Pameran karya siswa tiba. Video Raka
ditampilkan di layar besar. Guru, teman, bahkan orang tua menonton dengan
kagum. Raka duduk di pojok, wajahnya memerah. Beberapa hari kemudian, seorang
local creator terkenal Payakumbuh menghubungi guru. Ia ingin Raka membuat
serial konten tentang budaya nagari, melibatkan sekolah-sekolah lain. Raka
tercengang. Ia yang awalnya hanya iseng, kini diundang untuk proyek besar.

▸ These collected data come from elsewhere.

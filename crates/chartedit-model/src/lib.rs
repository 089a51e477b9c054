#![forbid(unsafe_code)]

//! chartedit document model
//!
//! Value-addressed storage for the objects of a music chart: notes, star
//! power, chart events, sections, global events and the tempo map.
//!
//! # Key Components
//!
//! - [`Entity`] - Closed sum type over every document object kind
//! - [`EntityKey`] - Identity of an entity (kind, tick, discriminating fields)
//! - [`SortedCollection`] - Key-ordered storage with value lookup
//! - [`Chart`] / [`Song`] - Chart-local and song-wide stores with derived indices
//! - [`Document`] - Routes insert/remove/locate to the right collection
//!
//! # Identity
//!
//! Nothing in this crate hands out stable references or ids. A clone of an
//! entity taken at any point can re-locate its live counterpart later as long
//! as the kind, position and discriminating fields are unchanged, which is
//! what lets undo history store plain values.

pub mod chart;
pub mod collection;
pub mod document;
pub mod entity;
pub mod song;

pub use chart::Chart;
pub use collection::SortedCollection;
pub use document::Document;
pub use entity::{
    Bpm, ChartEvent, CollectionKind, Discriminator, Entity, EntityKey, EntityKind, Event, Fret,
    Note, NoteFlags, Section, Starpower, Tick, TimeSignature, ViewScope,
};
pub use song::Song;
#![forbid(unsafe_code)]

//! Error types for history construction and configuration loading.

use thiserror::Error;

pub type Result<T> = std::result::Result<T, HistoryError>;

/// Rejected attempts to build history records that would break the
/// done/undone partition.
#[derive(Debug, Clone, PartialEq, Eq, Error)]
pub enum HistoryError {
    #[error("action snapshot must contain at least one entity")]
    EmptySnapshot,

    #[error("action group must contain at least one action")]
    EmptyGroup,
}

/// Errors from loading or validating a [`HistoryConfig`](crate::HistoryConfig).
#[derive(Debug, Error)]
pub enum ConfigError {
    #[error("I/O error: {0}")]
    Io(#[from] std::io::Error),

    #[cfg(feature = "config")]
    #[error("TOML error: {0}")]
    Toml(#[from] toml::de::Error),

    #[cfg(feature = "config")]
    #[error("JSON error: {0}")]
    Json(#[from] serde_json::Error),

    #[error("invalid history config: {}", .0.join("; "))]
    Validation(Vec<String>),
}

“Gila, aku cuma iseng,” katanya.
Dika tertawa. “Hal yang kecil bisa jadi besar kalau kamu
tekuni.”
Subuh berikutnya, Raka kembali merekam,
burung berkicau, kabut menebal, pasar ramai. Dika dengan drone, Fadli dengan
musik, Iwan dengan pencahayaan. Mereka tertawa bersama. Tiba-tiba, sekolah
mengumumkan kabar mengejutkan, lomba content creator tingkat provinsi akan
digelar, dan salah satu peserta yang diundang adalah Raka bersama timnya.
Mereka saling berpandangan, terkejut
sekaligus bangga.
“Siapa sangka, subuh-subuh bikin konten
iseng bisa membawa kita sejauh ini,” ujar Raka.
“Kadang yang kecil justru paling besar
pengaruhnya,” balas Dika.
Iwan menatap Raka dengan mata berbinar.
“Aku bangga jadi anak Payakumbuh.”
Raka tersenyum, menatap kamera, lalu
berkata dalam hati
“Hidup memang lucu. Hal hal kecil yang
kita anggap sepele justru bisa membuat dunia kita lebih hidup.”
Kabut kembali menebal, pasar riuh, dan
Raka tahu satu hal, konten yang ia buat bukan sekadar untuk viral, tapi untuk
mengenang, merasakan, dan menjaga Payakumbuh tetap dekat di hati generasi muda.